Sixteen legislators voted in favor of selling the home Wednesday night in the Legislative Chambers of the Gerace Office Building in Mayville.
Nine voted against the sale of the county-owned skilled nursing facility located in Dunkirk.
P-J file photo
The supermajority vote required 17 in order for the home to be sold to VestraCare, who offered $16.5 million for its purchase, which breaks down to $80,000 per bed.
Robert Whitney, D-Jamestown voted against the sale and spoke heatedly.
"You'd have to be a fool to think the timing of this vote was a coincidence," he said, adding, "This is rushed to meet the political deadline," referring to Election Day, Tuesday.
George Borrello, R-Irving, voted in favor and said, "This is hardly the Republican plot Mr. Whitney has made it out to be. There is no doubt, we have had plenty of time (to decide)."
Lori Cornell, D-Jamestown did not speak during the open session for legislators. She voted not to sell the home. However, at a meet the candidates session hosted by the League of Women Voters on Oct. 24, she said it was because of the potential buyers.
Keith Ahlstrom, D-Dunkirk said after the vote, "The majority of residents in my district are against it (the sale). I would caution everybody that there will come a time that some of the legislators are correct, that it will not be a sustainable function."
Vince Horrigan, R-Bemus Point, said, "We've come a long way," of the extensive process of the proposed sale of the home. The sustainability has been a hot topic since 2009 when a committee of the legislature was created to review the facility.
Horrigan voted in favor of the sale and spoke of it positively.
"The problem that I see is doing nothing. It does not seem to be getting us the benefit we need. I think we need to be straight.

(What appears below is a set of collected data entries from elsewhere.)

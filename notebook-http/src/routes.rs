use axum::{
    Router,
    routing::{delete, get, post},
};
use notebook::context::SessionInfo;
use notebook::{ExecutionRequest, ResultResponse};
use utoipa::OpenApi;
use utoipa_swagger_ui::SwaggerUi;

use crate::handlers::{execute, sessions, system};
use crate::models::{InterpretersResponse, SessionsResponse};
use crate::server::AppState;

#[derive(OpenApi)]
#[openapi(
    paths(
        execute::execute,
        system::health_check,
        system::list_interpreters,
        sessions::list_sessions,
        sessions::delete_session
    ),
    components(schemas(
        ExecutionRequest,
        ResultResponse,
        InterpretersResponse,
        SessionsResponse,
        SessionInfo
    ))
)]
pub struct ApiDoc;

/// Create the main API router with state
pub fn create_api_router() -> Router<AppState> {
    Router::new()
        .merge(SwaggerUi::new("/swagger-ui").url("/api-docs/openapi.json", ApiDoc::openapi()))
        .route("/health", get(system::health_check))
        .route("/execute", post(execute::execute))
        .nest("/api/v1", api_v1_router())
}

fn api_v1_router() -> Router<AppState> {
    Router::new()
        .route("/interpreters", get(system::list_interpreters))
        .route("/sessions/{interpreter}", get(sessions::list_sessions))
        .route(
            "/sessions/{interpreter}/{session_id}",
            delete(sessions::delete_session),
        )
}
use std::net::SocketAddr;
use std::sync::Arc;
use std::time::Duration;

use axum::Router;
use notebook::{ContextStore, Dispatcher, NotebookConfig};
use tokio::task::JoinHandle;
use tokio::time::MissedTickBehavior;
use tower_http::cors::{Any, CorsLayer};
use tower_http::trace::TraceLayer;
use tracing::{debug, info, warn};

use crate::routes::create_api_router;

/// Server configuration
#[derive(Debug, Clone)]
pub struct ServerConfig {
    /// Host address to bind to
    pub host: String,

    /// Port to listen on
    pub port: u16,

    pub notebook: NotebookConfig,
}

impl Default for ServerConfig {
    fn default() -> Self {
        Self {
            host: "127.0.0.1".to_string(),
            port: 3000,
            notebook: NotebookConfig::default(),
        }
    }
}

/// State shared by every handler.
#[derive(Debug, Clone, Default)]
pub struct AppState {
    pub dispatcher: Dispatcher,
}

impl AppState {
    pub fn new(dispatcher: Dispatcher) -> Self {
        Self { dispatcher }
    }

    pub fn from_config(config: &NotebookConfig) -> Self {
        Self::new(Dispatcher::from_config(config))
    }
}

/// Router with state, tracing and CORS applied.
pub fn build_app(state: AppState) -> Router {
    let cors = CorsLayer::new()
        .allow_origin(Any)
        .allow_methods(Any)
        .allow_headers(Any);

    create_api_router()
        .with_state(state)
        .layer(TraceLayer::new_for_http())
        .layer(cors)
}

/// Periodically drops sessions the store's eviction policy rejects.
///
/// `period` must be non-zero.
pub fn spawn_eviction_task(store: Arc<ContextStore>, period: Duration) -> JoinHandle<()> {
    tokio::spawn(async move {
        let mut ticker = tokio::time::interval(period);
        ticker.set_missed_tick_behavior(MissedTickBehavior::Delay);
        loop {
            ticker.tick().await;
            let evicted = store.evict_expired();
            if evicted > 0 {
                info!(evicted, remaining = store.session_count(), "Evicted idle sessions");
            } else {
                debug!("No idle sessions to evict");
            }
        }
    })
}

/// Start the HTTP server
pub async fn start_server(config: ServerConfig) -> anyhow::Result<()> {
    let state = AppState::from_config(&config.notebook);
    info!(
        interpreters = ?state.dispatcher.registry().names(),
        "Initialized dispatcher"
    );

    let sweeper = match config.notebook.session_idle_timeout {
        Some(_) if config.notebook.eviction_interval.is_zero() => {
            warn!("eviction_interval is zero, idle sessions will never be swept");
            None
        }
        Some(idle) => {
            info!(
                idle_ms = idle.as_millis() as u64,
                interval_ms = config.notebook.eviction_interval.as_millis() as u64,
                "Starting session eviction task"
            );
            Some(spawn_eviction_task(
                state.dispatcher.store().clone(),
                config.notebook.eviction_interval,
            ))
        }
        None => None,
    };

    let app = build_app(state);

    let addr = format!("{}:{}", config.host, config.port).parse::<SocketAddr>()?;
    info!("Starting server on {}", addr);

    let listener = tokio::net::TcpListener::bind(addr).await?;
    let served = axum::serve(listener, app).await;

    if let Some(sweeper) = sweeper {
        sweeper.abort();
    }
    served?;

    Ok(())
}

This (the sale) is not a loss. It's an opportunity," he said.
He spoke of the benefits of selling the home to VestraCare, saying the company has been cited for innovative solutions and would bring additional levels of care to the county.
"If we just continue, I believe there will come a time where we'll have to face the consequence of something much less than the opportunity to privatize," Horrigan said.

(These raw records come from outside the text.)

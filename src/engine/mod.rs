//! # Engines
//!
//! An [`Engine`] is a language capability: it evaluates code against an
//! [`Environment`] and writes whatever the code prints into an
//! [`OutputSink`]. Engines are looked up by interpreter name through the
//! [`EngineRegistry`].
//!
//! * [`registry`]: name → engine resolution
//! * [`minipy`]: the built-in statement language registered as `python`

pub mod minipy;
pub mod registry;

use std::io;

use thiserror::Error;

use crate::environment::Environment;

pub use registry::EngineRegistry;

/// Failure raised by an engine while evaluating code.
///
/// The message is delivered to the client verbatim.
#[derive(Error, Debug, Clone, PartialEq, Eq)]
#[error("{message}")]
pub struct EvaluationFault {
    message: String,
}

impl EvaluationFault {
    pub fn new(message: impl Into<String>) -> Self {
        Self {
            message: message.into(),
        }
    }

    pub fn message(&self) -> &str {
        &self.message
    }
}

/// Captures the output of a single evaluation.
///
/// A fresh sink is attached to every call, so printed output never
/// accumulates across requests even though bindings do.
#[derive(Debug, Default)]
pub struct OutputSink {
    buf: Vec<u8>,
}

impl OutputSink {
    pub fn new() -> Self {
        Self::default()
    }

    pub fn is_empty(&self) -> bool {
        self.buf.is_empty()
    }

    /// Captured output, with invalid UTF-8 replaced.
    pub fn into_string(self) -> String {
        match String::from_utf8(self.buf) {
            Ok(s) => s,
            Err(e) => String::from_utf8_lossy(e.as_bytes()).into_owned(),
        }
    }
}

impl io::Write for OutputSink {
    fn write(&mut self, buf: &[u8]) -> io::Result<usize> {
        self.buf.extend_from_slice(buf);
        Ok(buf.len())
    }

    fn flush(&mut self) -> io::Result<()> {
        Ok(())
    }
}

/// A language capability identified by interpreter name.
///
/// Implementations must be callable from any thread; the dispatcher
/// guarantees that a given [`Environment`] is only ever handed to one
/// evaluation at a time.
#[mockall::automock]
pub trait Engine: Send + Sync {
    /// Evaluates `code` against `environment`. Bindings made before a
    /// failing statement stay in place.
    fn evaluate(
        &self,
        code: &str,
        environment: &mut Environment,
        output: &mut OutputSink,
    ) -> Result<(), EvaluationFault>;
}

Timothy Hoyer, D-Jamestown, provided the audience with a lengthy explanation of why he is against the sale.
"It is an argument about whether or not we should take care of our elderly. It is our roll to take care of our neighbor," he said, continuing with, "The sale of the County Home goes against our care of one another."

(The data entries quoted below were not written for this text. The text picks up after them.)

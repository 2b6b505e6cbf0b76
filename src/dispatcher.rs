use std::sync::Arc;
use std::time::Duration;

use tracing::{debug, instrument, warn};

use crate::config::{ErrorPlacement, NotebookConfig};
use crate::context::ContextStore;
use crate::directive;
use crate::engine::{EngineRegistry, EvaluationFault, OutputSink};
use crate::error::{DispatchError, DispatchResult};
use crate::request::ExecutionRequest;
use crate::response::ResultResponse;

/// Parses a submission, resolves its engine, picks the environment for the
/// (interpreter, session) pair and evaluates the body against it.
///
/// Evaluations against the same environment run one at a time; different
/// environments evaluate in parallel on the blocking thread pool.
#[derive(Debug, Clone)]
pub struct Dispatcher {
    registry: Arc<EngineRegistry>,
    store: Arc<ContextStore>,
    error_placement: ErrorPlacement,
    evaluation_timeout: Option<Duration>,
}

impl Default for Dispatcher {
    fn default() -> Self {
        Self::new(
            Arc::new(EngineRegistry::with_builtins()),
            Arc::new(ContextStore::new()),
        )
    }
}

impl Dispatcher {
    pub fn new(registry: Arc<EngineRegistry>, store: Arc<ContextStore>) -> Self {
        Self {
            registry,
            store,
            error_placement: ErrorPlacement::default(),
            evaluation_timeout: None,
        }
    }

    /// Built-in engines (minus the disabled ones) over a fresh store.
    pub fn from_config(config: &NotebookConfig) -> Self {
        let mut registry = EngineRegistry::with_builtins();
        for name in &config.disabled_engines {
            registry.unregister(name);
        }
        let store = ContextStore::with_eviction_policy(config.eviction_policy());

        Self::new(Arc::new(registry), Arc::new(store))
            .with_error_placement(config.error_placement)
            .with_evaluation_timeout(config.evaluation_timeout)
    }

    pub fn with_error_placement(mut self, error_placement: ErrorPlacement) -> Self {
        self.error_placement = error_placement;
        self
    }

    pub fn with_evaluation_timeout(mut self, evaluation_timeout: Option<Duration>) -> Self {
        self.evaluation_timeout = evaluation_timeout;
        self
    }

    pub fn registry(&self) -> &Arc<EngineRegistry> {
        &self.registry
    }

    pub fn store(&self) -> &Arc<ContextStore> {
        &self.store
    }

    /// Handles a request. Every outcome, failures included, is delivered as
    /// a [`ResultResponse`].
    #[instrument(level = "debug", skip(self, request), fields(session = ?request.session_id))]
    pub async fn handle(&self, request: ExecutionRequest) -> ResultResponse {
        let outcome = self.dispatch(&request).await;
        if let Err(err) = &outcome {
            debug!("Dispatch failed: {}", err);
        }
        ResultResponse::from_outcome(outcome, self.error_placement)
    }

    /// Runs a request and returns the untrimmed captured output.
    pub async fn dispatch(&self, request: &ExecutionRequest) -> DispatchResult<String> {
        let directive = directive::parse(&request.code)?;
        let engine = self.registry.resolve(directive.interpreter).ok_or_else(|| {
            DispatchError::UnknownInterpreter(directive.interpreter.to_string())
        })?;
        let environment = self
            .store
            .get_environment(directive.interpreter, request.session());

        let body = directive.body.to_string();
        let evaluation = async move {
            let mut environment = environment.lock_owned().await;
            tokio::task::spawn_blocking(move || {
                let mut output = OutputSink::new();
                engine.evaluate(&body, &mut environment, &mut output)?;
                Ok::<_, EvaluationFault>(output.into_string())
            })
            .await
        };

        let joined = match self.evaluation_timeout {
            Some(limit) => tokio::time::timeout(limit, evaluation).await.map_err(|_| {
                warn!(
                    "Evaluation for '{}' exceeded {}ms",
                    directive.interpreter,
                    limit.as_millis()
                );
                DispatchError::Timeout(limit.as_millis())
            })?,
            None => evaluation.await,
        };

        let output = joined
            .map_err(|e| DispatchError::internal(format!("evaluation task failed: {}", e)))??;
        Ok(output)
    }
}

#[cfg(test)]
mod tests {
    use std::io::Write;

    use super::*;
    use crate::engine::{Engine, MockEngine};
    use crate::environment::{Environment, Value};
    use pretty_assertions::assert_eq;

    fn dispatcher_with(name: &str, engine: MockEngine) -> Dispatcher {
        let mut registry = EngineRegistry::new();
        registry.register([name], Arc::new(engine));
        Dispatcher::new(Arc::new(registry), Arc::new(ContextStore::new()))
    }

    #[tokio::test]
    async fn test_engine_receives_body_and_session_environment() {
        let mut engine = MockEngine::new();
        engine
            .expect_evaluate()
            .withf(|code, _, _| code == "say hi")
            .times(1)
            .returning(|_, env, out| {
                env.set("seen", Value::Bool(true));
                out.write_all(b"  hi \n").unwrap();
                Ok(())
            });
        let dispatcher = dispatcher_with("mock", engine);

        let response = dispatcher
            .handle(ExecutionRequest::with_session("%mock say hi", "s1"))
            .await;
        assert_eq!(response, ResultResponse::ok("hi"));

        let env = dispatcher.store().get_environment("mock", Some("s1"));
        assert_eq!(env.lock().await.get("seen"), Some(&Value::Bool(true)));
        assert!(dispatcher.store().shared_environment().lock().await.is_empty());
    }

    #[tokio::test]
    async fn test_unknown_interpreter_touches_nothing() {
        let mut engine = MockEngine::new();
        engine.expect_evaluate().never();
        let dispatcher = dispatcher_with("mock", engine);

        let response = dispatcher
            .handle(ExecutionRequest::with_session("%other x", "1"))
            .await;
        assert_eq!(response, ResultResponse::error("Unknown 'other' as interpreter"));
        assert_eq!(dispatcher.store().session_count(), 0);
    }

    #[tokio::test]
    async fn test_parse_error_touches_nothing() {
        let mut engine = MockEngine::new();
        engine.expect_evaluate().never();
        let dispatcher = dispatcher_with("mock", engine);

        let response = dispatcher
            .handle(ExecutionRequest::with_session("mock x", "1"))
            .await;
        assert_eq!(response, ResultResponse::error("Requested code cannot be parsed"));
        assert_eq!(dispatcher.store().session_count(), 0);
    }

    #[tokio::test]
    async fn test_fault_message_passes_through() {
        let mut engine = MockEngine::new();
        engine
            .expect_evaluate()
            .returning(|_, _, _| Err(EvaluationFault::new("Boom: it broke")));
        let dispatcher = dispatcher_with("mock", engine);

        let response = dispatcher.handle(ExecutionRequest::new("%mock x")).await;
        assert_eq!(response, ResultResponse::error("Boom: it broke"));
    }

    #[tokio::test]
    async fn test_legacy_placement_for_unknown_interpreter() {
        let dispatcher = Dispatcher::default().with_error_placement(ErrorPlacement::Legacy);
        let response = dispatcher.handle(ExecutionRequest::new("%abc a = 1")).await;
        assert_eq!(response, ResultResponse::ok("Unknown 'abc' as interpreter"));
    }

    #[tokio::test]
    async fn test_from_config_disables_engines() {
        let config = NotebookConfig {
            disabled_engines: vec!["jython".to_string()],
            ..Default::default()
        };
        let dispatcher = Dispatcher::from_config(&config);
        assert_eq!(dispatcher.registry().names(), vec!["python"]);

        let response = dispatcher.handle(ExecutionRequest::new("%jython a = 1")).await;
        assert_eq!(response, ResultResponse::error("Unknown 'jython' as interpreter"));
    }

    struct SlowEngine;

    impl Engine for SlowEngine {
        fn evaluate(
            &self,
            _code: &str,
            _environment: &mut Environment,
            _output: &mut OutputSink,
        ) -> Result<(), EvaluationFault> {
            std::thread::sleep(Duration::from_millis(300));
            Ok(())
        }
    }

    #[tokio::test]
    async fn test_evaluation_timeout() {
        let mut registry = EngineRegistry::new();
        registry.register(["slow"], Arc::new(SlowEngine));
        let dispatcher = Dispatcher::new(Arc::new(registry), Arc::new(ContextStore::new()))
            .with_evaluation_timeout(Some(Duration::from_millis(20)));

        let err = dispatcher
            .dispatch(&ExecutionRequest::new("%slow x"))
            .await
            .unwrap_err();
        assert_eq!(err, DispatchError::Timeout(20));
    }
}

Paula DeJoy, D-Jamestown who voted in favor of the sale, addressed Hoyer with, "Be the voice of your constituents. Your beliefs must be set aside because you were elected to represent them."
County Executive Greg Edwards (who included the sale in his 2013 budget presentation) said, "I wasn't surprised by the vote, but disappointed in the legislators who, as constituents, had expressed clearly they would like the opportunity (to sell). The reality is that the value of the county nursing home is decreasing significantly. Studies prove that county homes will continue to cost tax dollars."
Edwards said there will most likely be other offers in the future, but noted that VestraCare "was one of the best potential operators" and hopes they will "keep the Chautauqua County Home on their radar."
Members of the community spoke out against the sale of the facility, urging legislators to "make the right choice," and consider the home, its residents and their "displacement" if the county home were to be privatized.
Several of the same people have been present at the last two voting sessions, wearing bright yellow T-shirts that say, "Save our County Home."
"I know the dollars mean a lot, but we also have been given a mission," said Carol Steger, admission coordinator for the home. "In a private sector, dollars are the bottom line. I wish it would be more about what our true responsibilities are."
On the other hand, Todd Tranum, Chautauqua County Chamber of Commerce president, spoke in favor of the sale and told legislators, "Put yourself in the position of closing in two years. What if you have to close rather than sell?"
The legislature will downsize from 25 to 19 in January, which could change the outcome of any future votes to sell. In order for the home to be sold, the supermajority vote would require a two-thirds vote in order to sell real property owned by the county.
In addition to Borrello, Horrigan and DeJoy, other legislators who voted in favor of selling the home were: Larry Barmore; R-Gerry; Fred Croscut, R-Sherman; Tom Erlandson, D-Frewsburg; John Hemmer, R-Westfield; David Himelein, R-Findley Lake; Victoria James, D-Jamestown; Chuck Nazzaro, D-Jamestown; Rod Rodgers, G-Forestville; John Runkle, R-Stockton; Bob Stewart, R-Ellington, Mark Tarbrake, R-Ellicott; Paul Wendel, R-Lakewood; Jay Gould, R-Ashville.
In favor of keeping the home along with Whitney, Cornell, Ahlstrom and Hoyer, were William Coughlin, D-Fredonia; Tom DeJoe, D-Brocton; Bob Duff, R-Sheridan; Shaun Heenan, D-Dunkirk; and Bob Scudder, R-Fredonia.